DETAILED DESCRIPTION OF THE INVENTION Industrial Application Field 2 Be-7' The present invention is applicable to a contact type recording medium such as a magnetic recording medium.
It relates to recording media that are widely applied to electronic recording devices.

Conventional technical recording media include tapes, disks, etc., and manufacturing methods thereof include coating type, vapor deposition type, etc. In terms of equipment, there are magnetic methods, optical methods, etc. Among these typical types, non-contact types do not have problems such as damage due to wear or property deterioration, but contact types
Whether the surface is a recording surface or a non-recording surface, there is a problem of wear.

The recording surface side is particularly in contact with the recording head, and damage thereto directly affects the recording characteristics. Therefore, a great deal of research has been conducted and various countermeasures have been taken. On the other hand, on the back non-recording side, in order to reduce the coefficient of friction, microscopic irregularities are formed on the surface and a lubricant applied to the recording surface side is transferred. Sometimes a lubricant such as stearic acid is applied to the surface.

Go to 3-7 Problems to be Solved by the Invention In recent years, as recording density has improved, there has been a demand for higher precision recording, and there are serious problems not only on the recording side but also on the non-recording side. , has become clear as a result of studies by the present inventors.

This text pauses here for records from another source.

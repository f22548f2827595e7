use std::path::PathBuf;
use std::time::Duration;

use anyhow::{Result, bail};
use clap::{Parser, Subcommand};
use sandcall_supervisor::SupervisorConfig;
use tracing_subscriber::{EnvFilter, fmt};

mod scenario;

use scenario::Scenario;

#[derive(Parser)]
#[command(name = "sandcall", about = "sandcall supervisor tools", version)]
struct Cli {
    /// Emit logs as JSON lines
    #[arg(long, global = true)]
    json: bool,

    #[command(subcommand)]
    command: Command,
}

#[derive(Subcommand)]
enum Command {
    /// Validate a supervisor config file and print the effective settings
    CheckConfig {
        /// Config file (defaults to ~/.sandcall/sandcall.toml)
        path: Option<PathBuf>,
    },
    /// Run a scripted call chain against simulated sandboxes
    Simulate {
        /// Scenario TOML file
        scenario: PathBuf,

        /// Seconds to wait for the reply
        #[arg(long, default_value_t = 30)]
        wait_secs: u64,
    },
}

fn init_logging(json: bool) {
    // Logs go to stderr; stdout carries the command's JSON output.
    let builder = fmt()
        .with_env_filter(EnvFilter::from_env("SANDCALL_LOG"))
        .with_writer(std::io::stderr);
    if json {
        builder.json().init();
    } else {
        builder.init();
    }
}

#[tokio::main]
async fn main() -> Result<()> {
    let cli = Cli::parse();
    init_logging(cli.json);

    match cli.command {
        Command::CheckConfig { path } => {
            let path = path.unwrap_or_else(SupervisorConfig::default_path);
            let config = SupervisorConfig::from_file(&path)?;
            tracing::info!(path = %path.display(), "Config OK");
            println!("{}", serde_json::to_string_pretty(&config)?);
        }
        Command::Simulate {
            scenario,
            wait_secs,
        } => {
            let loaded = Scenario::from_file(&scenario)?;
            let report = loaded.run(Duration::from_secs(wait_secs)).await?;
            println!("{}", serde_json::to_string_pretty(&report)?);
            if report.reply.is_error() {
                bail!("call chain failed");
            }
        }
    }
    Ok(())
}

The lubricant on the non-recording side becomes depleted over long-term or repeated use, resulting in abnormal wear in areas where the very thin surface layer flakes off, leaving defects such as obvious scratches. However, the lubricant in the immediate vicinity spreads due to friction, and the damaged area is repaired before it becomes a large scratch. This minute local damage has not been a problem at all in the past, but in today's high-density recording, the above-mentioned peeled off surface layer gradually reaches the recording side surface.
Acts as a good binder for various wear particles etc. present on the surface. Therefore, thin bonds are scattered on the recording surface. According to measurements by the present inventors, the largest one reaches 20 μm in width, 200 μm in length, and 800 people in thickness, and the largest one reaches 1 μm in width, 571 m in length, and 100 μm in thickness. It was below.

This resultant material may adhere to the recording head or may cause space loss when recording.

Points of 0 or more, which result in loss during reproduction and deterioration of image quality and information, have become clear as new problems as image quality and information become more precise.

Means to Solve the Problem A lubricant layer in which fluorine-containing lubricant remains in an amount equivalent to 0.5 monomolecular layer or more even after washing with a good solvent is provided on the non-recording surface.

Effect: By doing as described above, the lubricant layer is formed with sufficient bonding strength, thereby providing a lubricant layer with practically satisfactory durability.

Embodiment As a result of various studies, the present inventors discovered that it is sufficient to fix a monomolecular layer of a lubricant on the non-recording surface, which does not easily come off. Moreover, it has been found that a fluorine-containing lubricant with excellent slip properties is good as a lubricant.

Page 6/ The bond strength must be such that even if the loosely bonded lubricant is washed away by washing with a good lubricant solvent, the equivalent of 0.5 monomolecular layer still remains as measured by ESCA etc. .

In general, double fluorine-containing lubricants have a weak bond with the organic film used on the substrate of the recording medium and are easily removed by cleaning, so they cannot be easily removed by plasma or glow treatment. Perform surface activation treatment such as corona treatment,
A bonding group is formed on the surface of the film. The lubricant is firmly fixed to this bonding group.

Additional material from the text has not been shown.